Reed looked at Trina and Wade as he spoke.
He didn’t blink. “Is that so. Why?”
There was a pause while he listened.
“Can you tap that feed into our system?” Reed smiled. “Of course you can.”
He nodded. “Where is Ruslan now?”
Trina heightened her attention to Reed’s conversation.
“No, I have New York covered. Do you need backup?” Reed grinned again. “Of course not. You know how to get ahold of me if you do.”
He hung up.
“Who was that?” Wade asked.
“Sasha.”
“Catwoman?”
Reed smiled. “Yeah, her. Seems Ruslan had a need to visit his son’s grave.”
Trina narrowed her eyes. “What? Why?”
“To place flowers, of all things . . . flowers hiding a camera.”
“He wants to see who is stopping by?”
“So it appears. Only we’re attempting to trace the feed back to him.”
Wade squeezed Trina’s arm. “My mother is on her way back to Texas.”
Reed held up a hand. “And Ruslan has already left.”
“Where to?”
“The flight plan was Mexico City.
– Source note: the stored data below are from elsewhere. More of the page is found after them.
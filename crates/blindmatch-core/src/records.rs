//! Encrypted records and match results

use serde::{Deserialize, Serialize};

use crate::error::{CoreError, CoreResult};
use crate::oracle::DecryptedValues;
use crate::types::{CiphertextHandle, PaperId, ReviewerId};

/// The four encrypted fields of a manuscript
#[derive(Clone, Debug, PartialEq, Eq, Serialize, Deserialize)]
pub struct PaperCiphertexts {
    pub title: CiphertextHandle,
    #[serde(rename = "abstract")]
    pub abstract_text: CiphertextHandle,
    pub keywords: CiphertextHandle,
    pub discipline: CiphertextHandle,
}

impl PaperCiphertexts {
    /// Handles in the order they are sent to the oracle
    pub fn handles(&self) -> [CiphertextHandle; 4] {
        [self.title, self.abstract_text, self.keywords, self.discipline]
    }
}

/// The four encrypted fields of a reviewer profile
#[derive(Clone, Debug, PartialEq, Eq, Serialize, Deserialize)]
pub struct ReviewerCiphertexts {
    pub expertise: CiphertextHandle,
    pub affiliation: CiphertextHandle,
    pub publication_count: CiphertextHandle,
    pub review_count: CiphertextHandle,
}

/// A submitted manuscript
#[derive(Clone, Debug, PartialEq, Eq, Serialize, Deserialize)]
pub struct EncryptedPaper {
    pub id: PaperId,
    pub ciphertexts: PaperCiphertexts,
    /// Unix seconds
    pub submitted_at: u64,
}

/// A registered reviewer
#[derive(Clone, Debug, PartialEq, Eq, Serialize, Deserialize)]
pub struct EncryptedReviewer {
    pub id: ReviewerId,
    pub ciphertexts: ReviewerCiphertexts,
    /// Unix seconds
    pub added_at: u64,
}

/// The current match for a paper
///
/// Holds the reviewer in the clear, so it never leaves the service as is.
/// Use [`MatchResult::view`] for anything published.
#[derive(Clone, Debug, PartialEq, Eq)]
pub struct MatchResult {
    pub paper_id: PaperId,
    pub reviewer_id: ReviewerId,
    /// Encrypted match score
    pub score: CiphertextHandle,
    /// Set once by a verified reveal, never cleared
    pub revealed: bool,
    /// Set when the matched reviewer consents to disclosure
    pub acknowledged: bool,
    pub computed_at: u64,
    pub revealed_at: Option<u64>,
    /// Decrypted score bytes, present only after reveal
    pub disclosed_score: Option<Vec<u8>>,
}

impl MatchResult {
    pub fn new(
        paper_id: PaperId,
        reviewer_id: ReviewerId,
        score: CiphertextHandle,
        now: u64,
    ) -> Self {
        Self {
            paper_id,
            reviewer_id,
            score,
            revealed: false,
            acknowledged: false,
            computed_at: now,
            revealed_at: None,
            disclosed_score: None,
        }
    }

    /// The publishable form of this match
    pub fn view(&self) -> MatchView {
        MatchView {
            paper_id: self.paper_id,
            reviewer_id: self.revealed.then_some(self.reviewer_id),
            score: self.score,
            revealed: self.revealed,
            acknowledged: self.acknowledged,
            computed_at: self.computed_at,
            revealed_at: self.revealed_at,
            disclosed_score: self
                .disclosed_score
                .clone()
                .filter(|_| self.revealed),
        }
    }
}

/// A match as seen from outside the service
///
/// `reviewer_id` stays `None` until the reveal has been verified.
#[derive(Clone, Debug, PartialEq, Eq, Serialize)]
pub struct MatchView {
    pub paper_id: PaperId,
    pub reviewer_id: Option<ReviewerId>,
    pub score: CiphertextHandle,
    pub revealed: bool,
    pub acknowledged: bool,
    pub computed_at: u64,
    pub revealed_at: Option<u64>,
    pub disclosed_score: Option<Vec<u8>>,
}

/// Decrypted matching payload for one paper
#[derive(Clone, Debug, PartialEq, Eq)]
pub struct PaperDescriptors {
    pub title: Vec<u8>,
    pub abstract_text: Vec<u8>,
    pub keywords: Vec<u8>,
    pub discipline: Vec<u8>,
}

impl PaperDescriptors {
    /// Decode oracle cleartext for a matching request
    ///
    /// The oracle answers in request order, so the four values line up with
    /// [`PaperCiphertexts::handles`].
    pub fn decode(cleartext: &[u8]) -> CoreResult<Self> {
        let DecryptedValues(values) = DecryptedValues::decode(cleartext)?;
        let [title, abstract_text, keywords, discipline]: [Vec<u8>; 4] =
            values.try_into().map_err(|values: Vec<Vec<u8>>| {
                CoreError::MalformedCleartext(format!(
                    "expected 4 paper descriptors, got {}",
                    values.len()
                ))
            })?;

        Ok(Self {
            title,
            abstract_text,
            keywords,
            discipline,
        })
    }

    /// Blake3 digest over all four descriptors
    pub fn digest(&self) -> blake3::Hash {
        let mut hasher = blake3::Hasher::new();
        for field in [&self.title, &self.abstract_text, &self.keywords, &self.discipline] {
            hasher.update(&(field.len() as u64).to_le_bytes());
            hasher.update(field);
        }
        hasher.finalize()
    }
}
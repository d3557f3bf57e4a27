use crate::config::Config;
use crate::oracle::{HttpOracle, spawn_mock_relay};
use blindmatch_core::{
    DecryptionOracle, InMemoryRecordStore, LedgerStore, LowestIdEvaluator, MatchingService,
    MockOracle, ProofVerifier, RecordStore, ServicePolicy, SignerSet, unix_now,
};
use std::sync::Arc;
use std::time::Duration;
use tokio::task::JoinHandle;

/// Shared application state
#[derive(Clone)]
pub struct AppState {
    pub service: Arc<MatchingService>,
    pub config: Arc<Config>,
    /// Present only with the mock oracle backend
    pub mock_oracle: Option<Arc<MockOracle>>,
}

impl AppState {
    pub async fn new(config: &Config) -> anyhow::Result<Self> {
        let (records, ledger) = build_stores(config)?;

        // SECURITY: never fall back to the mock oracle - fail hard on misconfiguration
        let (oracle, verifier, mock_oracle): (
            Arc<dyn DecryptionOracle>,
            Arc<dyn ProofVerifier>,
            Option<Arc<MockOracle>>,
        ) = match config.oracle.backend.to_lowercase().as_str() {
            "mock" | "test" => {
                let mock = Arc::new(MockOracle::new());
                tracing::warn!(
                    signer = %mock.verifying_key_base58(),
                    "Using mock decryption oracle - NOT FOR PRODUCTION USE"
                );
                let oracle: Arc<dyn DecryptionOracle> = mock.clone();
                let verifier: Arc<dyn ProofVerifier> = Arc::new(mock.signer_set());
                (oracle, verifier, Some(mock))
            }
            "http" => {
                let url = config
                    .oracle
                    .url
                    .as_ref()
                    .ok_or_else(|| anyhow::anyhow!("http oracle requires oracle.url"))?;
                let callback_base_url = config.oracle.callback_base_url.clone().unwrap_or_else(
                    || format!("http://{}:{}", config.host, config.port),
                );
                if config.verifier.signers.is_empty() {
                    anyhow::bail!("http oracle requires at least one verifier.signers key");
                }
                let signers =
                    SignerSet::from_base58(&config.verifier.signers, config.verifier.threshold)
                        .map_err(|e| anyhow::anyhow!("Invalid verifier config: {e}"))?;
                tracing::info!(
                    signers = signers.len(),
                    threshold = signers.threshold(),
                    %url,
                    "using http decryption oracle"
                );
                let oracle: Arc<dyn DecryptionOracle> = Arc::new(HttpOracle::new(
                    url.as_str(),
                    callback_base_url,
                    config.oracle.timeout(),
                )?);
                let verifier: Arc<dyn ProofVerifier> = Arc::new(signers);
                (oracle, verifier, None)
            }
            other => {
                anyhow::bail!(
                    "Unknown oracle backend '{}'. Valid options: 'http', 'mock'",
                    other
                );
            }
        };

        let policy = ServicePolicy {
            require_reviewer_consent: config.consent.require_reviewer_ack,
            request_ttl_secs: config.requests.ttl(),
            oracle_timeout: config.oracle.timeout(),
        };
        let mut service =
            MatchingService::new(records, oracle, verifier, Arc::new(LowestIdEvaluator))
                .with_policy(policy);
        if let Some(ledger) = ledger {
            service = service.with_ledger_store(ledger).await?;
        }
        let service = Arc::new(service);

        if let Some(mock) = &mock_oracle {
            // A fresh mock counts from 1 again; restored ids must stay retired
            if let Some(last) = service.last_request_id() {
                mock.skip_past(last);
            }
            spawn_mock_relay(mock.clone(), service.clone());
        }

        Ok(Self {
            service,
            config: Arc::new(config.clone()),
            mock_oracle,
        })
    }
}

type Stores = (Arc<dyn RecordStore>, Option<Arc<dyn LedgerStore>>);

/// Record storage, plus a durable ledger when the backend has one
fn build_stores(config: &Config) -> anyhow::Result<Stores> {
    match config.storage.backend.as_str() {
        "memory" => Ok((Arc::new(InMemoryRecordStore::new()), None)),
        #[cfg(feature = "sqlite")]
        "sqlite" => {
            let path = config
                .storage
                .sqlite_path
                .as_ref()
                .ok_or_else(|| anyhow::anyhow!("sqlite storage requires sqlite_path"))?;
            let store = Arc::new(blindmatch_core::SqliteRecordStore::open(path)?);
            tracing::info!(%path, "using sqlite storage");
            let records: Arc<dyn RecordStore> = store.clone();
            let ledger: Arc<dyn LedgerStore> = store;
            Ok((records, Some(ledger)))
        }
        #[cfg(not(feature = "sqlite"))]
        "sqlite" => {
            anyhow::bail!("sqlite storage requested but built without the `sqlite` feature")
        }
        other => anyhow::bail!(
            "Unknown storage backend '{}'. Valid options: 'memory', 'sqlite'",
            other
        ),
    }
}

/// Periodically expire oracle requests older than the configured TTL
pub fn spawn_expiry_sweep(state: &AppState) -> Option<JoinHandle<()>> {
    let ttl = state.config.requests.ttl()?;
    let every = Duration::from_secs(state.config.requests.sweep_interval_secs.max(1));
    let service = state.service.clone();

    tracing::info!(ttl_secs = ttl, "request expiry enabled");
    Some(tokio::spawn(async move {
        let mut ticker = tokio::time::interval(every);
        loop {
            ticker.tick().await;
            let expired = service.expire_pending(unix_now()).await;
            if !expired.is_empty() {
                tracing::info!(count = expired.len(), "expired stale oracle requests");
            }
        }
    }))
}
use figment::{
    Figment,
    providers::{Env, Format, Toml},
};
use serde::Deserialize;
use std::time::Duration;

#[derive(Debug, Deserialize, Clone)]
pub struct Config {
    #[serde(default = "default_host")]
    pub host: String,
    #[serde(default = "default_port")]
    pub port: u16,

    #[serde(default)]
    pub storage: StorageConfig,

    #[serde(default)]
    pub oracle: OracleConfig,

    #[serde(default)]
    pub verifier: VerifierConfig,

    #[serde(default)]
    pub requests: RequestConfig,

    #[serde(default)]
    pub consent: ConsentConfig,
}

#[derive(Debug, Deserialize, Clone)]
pub struct StorageConfig {
    #[serde(default = "default_storage_backend")]
    pub backend: String, // "memory", "sqlite"
    pub sqlite_path: Option<String>,
}

#[derive(Debug, Deserialize, Clone)]
pub struct OracleConfig {
    #[serde(default = "default_oracle_backend")]
    pub backend: String, // "mock", "http"
    pub url: Option<String>,
    /// Where the oracle should deliver answers, e.g. `https://host:7333`
    pub callback_base_url: Option<String>,
    /// How long a submission may take before it fails. 0 waits forever.
    #[serde(default = "default_oracle_timeout_secs")]
    pub timeout_secs: u64,
}

#[derive(Debug, Deserialize, Clone)]
pub struct VerifierConfig {
    /// Base58 Ed25519 public keys of the oracle's attesting parties
    #[serde(default)]
    pub signers: Vec<String>,
    #[serde(default = "default_threshold")]
    pub threshold: usize,
}

#[derive(Debug, Deserialize, Clone)]
pub struct RequestConfig {
    /// 0 disables expiry
    #[serde(default)]
    pub ttl_secs: u64,
    #[serde(default = "default_sweep_interval_secs")]
    pub sweep_interval_secs: u64,
}

#[derive(Debug, Deserialize, Default, Clone)]
pub struct ConsentConfig {
    #[serde(default)]
    pub require_reviewer_ack: bool,
}

impl Default for StorageConfig {
    fn default() -> Self {
        Self {
            backend: default_storage_backend(),
            sqlite_path: None,
        }
    }
}

impl Default for OracleConfig {
    fn default() -> Self {
        Self {
            backend: default_oracle_backend(),
            url: None,
            callback_base_url: None,
            timeout_secs: default_oracle_timeout_secs(),
        }
    }
}

impl OracleConfig {
    pub fn timeout(&self) -> Option<Duration> {
        (self.timeout_secs > 0).then(|| Duration::from_secs(self.timeout_secs))
    }
}

impl Default for VerifierConfig {
    fn default() -> Self {
        Self {
            signers: Vec::new(),
            threshold: default_threshold(),
        }
    }
}

impl Default for RequestConfig {
    fn default() -> Self {
        Self {
            ttl_secs: 0,
            sweep_interval_secs: default_sweep_interval_secs(),
        }
    }
}

impl RequestConfig {
    pub fn ttl(&self) -> Option<u64> {
        (self.ttl_secs > 0).then_some(self.ttl_secs)
    }
}

fn default_host() -> String {
    "127.0.0.1".into()
}
fn default_port() -> u16 {
    7333
}
fn default_storage_backend() -> String {
    "memory".into()
}
fn default_oracle_backend() -> String {
    "mock".into()
}
fn default_oracle_timeout_secs() -> u64 {
    30
}
fn default_threshold() -> usize {
    1
}
fn default_sweep_interval_secs() -> u64 {
    30
}

impl Default for Config {
    fn default() -> Self {
        Self {
            host: default_host(),
            port: default_port(),
            storage: StorageConfig::default(),
            oracle: OracleConfig::default(),
            verifier: VerifierConfig::default(),
            requests: RequestConfig::default(),
            consent: ConsentConfig::default(),
        }
    }
}

impl Config {
    pub fn load() -> anyhow::Result<Self> {
        Self::from_figment(
            Figment::new()
                .merge(Toml::file("blindmatch-server.toml"))
                .merge(Env::prefixed("BLINDMATCH_").split("__")),
        )
    }

    pub fn from_figment(figment: Figment) -> anyhow::Result<Self> {
        let config: Config = figment.extract()?;
        Ok(config)
    }
}
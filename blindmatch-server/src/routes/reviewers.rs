use crate::error::{ServerError, ServerResult};
use crate::state::AppState;
use axum::{
    Json,
    extract::{Path, State},
    http::StatusCode,
};
use blindmatch_core::{EncryptedReviewer, ReviewerCiphertexts, ReviewerId};
use serde::Serialize;

#[derive(Serialize)]
pub struct AddReviewerResponse {
    pub reviewer_id: ReviewerId,
}

/// POST /reviewers
pub async fn add_reviewer(
    State(state): State<AppState>,
    Json(body): Json<ReviewerCiphertexts>,
) -> ServerResult<(StatusCode, Json<AddReviewerResponse>)> {
    let reviewer = state.service.add_reviewer(body).await?;

    Ok((
        StatusCode::CREATED,
        Json(AddReviewerResponse {
            reviewer_id: reviewer.id,
        }),
    ))
}

/// GET /reviewers/{id}
pub async fn get_reviewer(
    State(state): State<AppState>,
    Path(reviewer_id): Path<ReviewerId>,
) -> ServerResult<Json<EncryptedReviewer>> {
    state
        .service
        .reviewer(reviewer_id)
        .await?
        .map(Json)
        .ok_or_else(|| ServerError::NotFound(format!("Reviewer {reviewer_id} not found")))
}
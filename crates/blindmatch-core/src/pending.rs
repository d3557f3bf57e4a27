//! Pending oracle requests
//!
//! Every request the service sends to the oracle is parked here as a
//! continuation until its callback arrives. One table holds both kinds so
//! the request id namespace is shared. Ids that have left the table are
//! remembered so a replayed callback can never be accepted twice.

use std::collections::{HashMap, HashSet};

use serde::Serialize;

use crate::error::{CoreError, CoreResult};
use crate::oracle::Callback;
use crate::types::{PaperId, RequestId};

/// What a pending request will resume when answered
#[derive(Clone, Copy, Debug, PartialEq, Eq, Serialize)]
#[serde(tag = "kind", content = "paper_id", rename_all = "snake_case")]
pub enum PendingRequest {
    Matching(PaperId),
    Reveal(PaperId),
}

impl PendingRequest {
    pub fn paper_id(&self) -> PaperId {
        match self {
            PendingRequest::Matching(id) | PendingRequest::Reveal(id) => *id,
        }
    }

    /// The callback that is allowed to consume this entry
    pub fn callback(&self) -> Callback {
        match self {
            PendingRequest::Matching(_) => Callback::ProcessMatching,
            PendingRequest::Reveal(_) => Callback::FinalizeReveal,
        }
    }
}

#[derive(Clone, Copy, Debug, PartialEq, Eq, Serialize)]
pub struct PendingEntry {
    pub request: PendingRequest,
    /// Unix seconds
    pub issued_at: u64,
}

#[derive(Default)]
pub struct RequestLedger {
    pending: HashMap<RequestId, PendingEntry>,
    retired: HashSet<RequestId>,
}

impl RequestLedger {
    pub fn new() -> Self {
        Self::default()
    }

    /// Fail if `request_id` has been seen before
    pub fn ensure_fresh(&self, request_id: RequestId) -> CoreResult<()> {
        if self.pending.contains_key(&request_id) || self.retired.contains(&request_id) {
            return Err(CoreError::DuplicateRequest(request_id));
        }
        Ok(())
    }

    /// Park a freshly issued request
    pub fn insert(
        &mut self,
        request_id: RequestId,
        request: PendingRequest,
        issued_at: u64,
    ) -> CoreResult<()> {
        self.ensure_fresh(request_id)?;
        self.pending
            .insert(request_id, PendingEntry { request, issued_at });
        Ok(())
    }

    /// Reload a pending entry from durable storage
    pub fn restore_pending(&mut self, request_id: RequestId, entry: PendingEntry) {
        self.pending.insert(request_id, entry);
    }

    /// Reload a retired id from durable storage
    pub fn restore_retired(&mut self, request_id: RequestId) {
        self.pending.remove(&request_id);
        self.retired.insert(request_id);
    }

    /// The largest id ever parked here
    pub fn highest_id(&self) -> Option<RequestId> {
        self.pending.keys().chain(self.retired.iter()).max().copied()
    }

    pub fn get(&self, request_id: RequestId) -> Option<&PendingEntry> {
        self.pending.get(&request_id)
    }

    /// Look up the paper a callback resumes, without consuming it
    ///
    /// Unknown, retired and wrongly tagged ids all fail the same way.
    pub fn expect(&self, request_id: RequestId, callback: Callback) -> CoreResult<PaperId> {
        match self.pending.get(&request_id) {
            Some(entry) if entry.request.callback() == callback => Ok(entry.request.paper_id()),
            _ => Err(CoreError::InvalidRequest(request_id)),
        }
    }

    /// Remove an entry for good
    pub fn retire(&mut self, request_id: RequestId) -> Option<PendingEntry> {
        let entry = self.pending.remove(&request_id)?;
        self.retired.insert(request_id);
        Some(entry)
    }

    pub fn is_retired(&self, request_id: RequestId) -> bool {
        self.retired.contains(&request_id)
    }

    /// Whether any request for `paper_id` is waiting on the oracle
    pub fn has_pending_for(&self, paper_id: PaperId) -> bool {
        self.pending
            .values()
            .any(|e| e.request.paper_id() == paper_id)
    }

    /// Whether a reveal for `paper_id` is waiting on the oracle
    pub fn has_reveal_for(&self, paper_id: PaperId) -> bool {
        self.pending
            .values()
            .any(|e| e.request == PendingRequest::Reveal(paper_id))
    }

    /// Ids issued more than `ttl_secs` before `now`, oldest first
    pub fn expired(&self, now: u64, ttl_secs: u64) -> Vec<RequestId> {
        let mut expired: Vec<_> = self
            .pending
            .iter()
            .filter(|(_, e)| now.saturating_sub(e.issued_at) > ttl_secs)
            .map(|(id, e)| (e.issued_at, *id))
            .collect();
        expired.sort();
        expired.into_iter().map(|(_, id)| id).collect()
    }

    pub fn len(&self) -> usize {
        self.pending.len()
    }

    pub fn is_empty(&self) -> bool {
        self.pending.is_empty()
    }
}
Sasha is following.”
Trina turned a full circle in the room. “Ruslan has to be behind this. Behind Fedor’s murder.”
“Why would a father kill his son?” Wade asked.
Trina lifted her head. “I don’t know. But I know someone who would.”
“Who?” Reed asked.
Trina scanned the room again. “Alice.”
“But she’s dead.”
“That doesn’t mean she’s done talking.” And it was high time Trina heard what she had to say.
Chapter Twenty-Seven
While Trina accompanied Avery to her follow-up appointments with the plastic surgeon and the orthopedist one last time before returning to Texas, Lori and Reed detoured to the law office of Dwight Crockett. Alice’s estate attorney had been the one to say there would be letters arriving throughout the year, and since there had yet to be one such note, Lori decided to probe further.